(Collected data entries)
_ _ _ _ _
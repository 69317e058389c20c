use tracing::{debug, trace};

use crate::profiler::camera::buffer::{FrameBuffer, RGB_CHANNELS};
use crate::profiler::camera::device::{ensure_buffer_matches, Camera};
use crate::profiler::camera::types::{CameraConfig, ExposureMode, Resolution};
use crate::profiler::common::error::{ProfilerError, Result};

const MAX_FRAME_RATE: u32 = 90;
const ISO_RANGE: std::ops::RangeInclusive<u32> = 100..=800;
const REFERENCE_SHUTTER_US: f32 = 500.0;
const REFERENCE_ISO: f32 = 150.0;

/// Gaussian spot rendered by [`SimulatedCamera`].
///
/// Positions and width are fractions of the frame so the same beam shows up in the
/// same place at preview and capture resolution.
#[derive(Debug, Clone, PartialEq)]
pub struct BeamModel {
    /// Horizontal center, 0.0 = left edge, 1.0 = right edge
    pub center_x: f32,
    /// Vertical center, 0.0 = top edge, 1.0 = bottom edge
    pub center_y: f32,
    /// Standard deviation as a fraction of the shorter frame side
    pub sigma: f32,
    /// Peak channel value at the reference exposure (500 us, ISO 150)
    pub peak: f32,
    /// Amplitude of the frame-to-frame wander of the center
    pub drift: f32,
    pub background: f32,
    /// Per-channel weight applied to the spot
    pub color: [f32; 3],
}

impl Default for BeamModel {
    fn default() -> Self {
        Self {
            center_x: 0.5,
            center_y: 0.5,
            sigma: 0.08,
            peak: 200.0,
            drift: 0.01,
            background: 2.0,
            color: [1.0, 0.35, 0.15],
        }
    }
}

/// Camera backend without hardware.
///
/// Accepts any resolution up to its sensor size and renders [`BeamModel`] into every
/// frame. Brightness follows shutter time and ISO in manual exposure mode.
#[derive(Debug, Clone)]
pub struct SimulatedCamera {
    sensor: Resolution,
    config: CameraConfig,
    beam: BeamModel,
    frame_index: u64,
}

impl SimulatedCamera {
    pub fn new() -> Self {
        Self::with_sensor(Resolution::CAPTURE)
    }

    pub fn with_sensor(sensor: Resolution) -> Self {
        Self {
            sensor,
            config: CameraConfig::preview(),
            beam: BeamModel::default(),
            frame_index: 0,
        }
    }

    pub fn with_beam(mut self, beam: BeamModel) -> Self {
        self.beam = beam;
        self
    }

    pub fn sensor(&self) -> Resolution {
        self.sensor
    }

    pub fn config(&self) -> &CameraConfig {
        &self.config
    }

    pub fn frames_captured(&self) -> u64 {
        self.frame_index
    }

    fn exposure_gain(&self) -> f32 {
        match self.config.exposure_mode {
            ExposureMode::Auto => 1.0,
            ExposureMode::Off => {
                let iso = if self.config.iso == 0 {
                    REFERENCE_ISO
                } else {
                    self.config.iso as f32
                };
                (self.config.shutter_speed_us as f32 / REFERENCE_SHUTTER_US) * (iso / REFERENCE_ISO)
            }
        }
    }

    fn render(&self, pixels: &mut [u8]) -> Result<()> {
        let Resolution { width, height } = self.config.resolution;
        let beam = &self.beam;

        let phase = self.frame_index as f32 * 0.1;
        let cx = (beam.center_x + beam.drift * phase.sin()) * width as f32;
        let cy = (beam.center_y + beam.drift * phase.cos()) * height as f32;
        let sigma = (beam.sigma * width.min(height) as f32).max(f32::EPSILON);
        let denom = 2.0 * sigma * sigma;
        let peak = beam.peak * self.exposure_gain();

        // exp(-(dx² + dy²) / 2σ²) = exp(-dx² / 2σ²) · exp(-dy² / 2σ²)
        let columns: Vec<f32> = (0..width)
            .map(|x| {
                let dx = x as f32 + 0.5 - cx;
                (-(dx * dx) / denom).exp()
            })
            .collect();

        for (y, row) in pixels.chunks_exact_mut(width * RGB_CHANNELS).enumerate() {
            let dy = y as f32 + 0.5 - cy;
            let row_weight = peak * (-(dy * dy) / denom).exp();
            for (pixel, column_weight) in row.chunks_exact_mut(RGB_CHANNELS).zip(&columns) {
                let spot = row_weight * column_weight;
                for (channel, weight) in pixel.iter_mut().zip(beam.color) {
                    *channel = (beam.background + spot * weight).clamp(0.0, 255.0) as u8;
                }
            }
        }

        Ok(())
    }
}

impl Default for SimulatedCamera {
    fn default() -> Self {
        Self::new()
    }
}

impl Camera for SimulatedCamera {
    fn set_resolution(&mut self, resolution: Resolution) -> Result<()> {
        if resolution.is_empty() || !self.sensor.contains(resolution) {
            return Err(ProfilerError::ConfigurationError(format!(
                "resolution {} is not supported by a {} sensor",
                resolution, self.sensor
            )));
        }
        debug!(%resolution, "Simulated sensor mode switch");
        self.config.resolution = resolution;
        Ok(())
    }

    fn set_frame_rate(&mut self, hz: u32) -> Result<()> {
        if !(1..=MAX_FRAME_RATE).contains(&hz) {
            return Err(ProfilerError::ConfigurationError(format!(
                "frame rate {} Hz outside 1..={}",
                hz, MAX_FRAME_RATE
            )));
        }
        self.config.frame_rate = hz;
        Ok(())
    }

    fn set_shutter(&mut self, microseconds: u32) -> Result<()> {
        self.config.shutter_speed_us = microseconds;
        Ok(())
    }

    fn set_exposure_mode(&mut self, mode: ExposureMode) -> Result<()> {
        self.config.exposure_mode = mode;
        Ok(())
    }

    fn set_iso(&mut self, iso: u32) -> Result<()> {
        // 0 selects automatic gain
        if iso != 0 && !ISO_RANGE.contains(&iso) {
            return Err(ProfilerError::ConfigurationError(format!(
                "ISO {} outside {}..={}",
                iso,
                ISO_RANGE.start(),
                ISO_RANGE.end()
            )));
        }
        self.config.iso = iso;
        Ok(())
    }

    fn resolution(&self) -> Resolution {
        self.config.resolution
    }

    fn capture_into(&mut self, buffer: &mut FrameBuffer) -> Result<()> {
        ensure_buffer_matches(buffer, self.config.resolution)?;
        buffer.fill_with(|pixels| self.render(pixels))?;
        self.frame_index += 1;
        trace!(frame = self.frame_index, "Simulated frame rendered");
        Ok(())
    }
}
_ _ _ _ _
AIM OF THE EXERCISE: Lines with the word "preview" in them are the answer; report each one from the data.

RESPONSE:
/// same place at preview and capture resolution.
            config: CameraConfig::preview(),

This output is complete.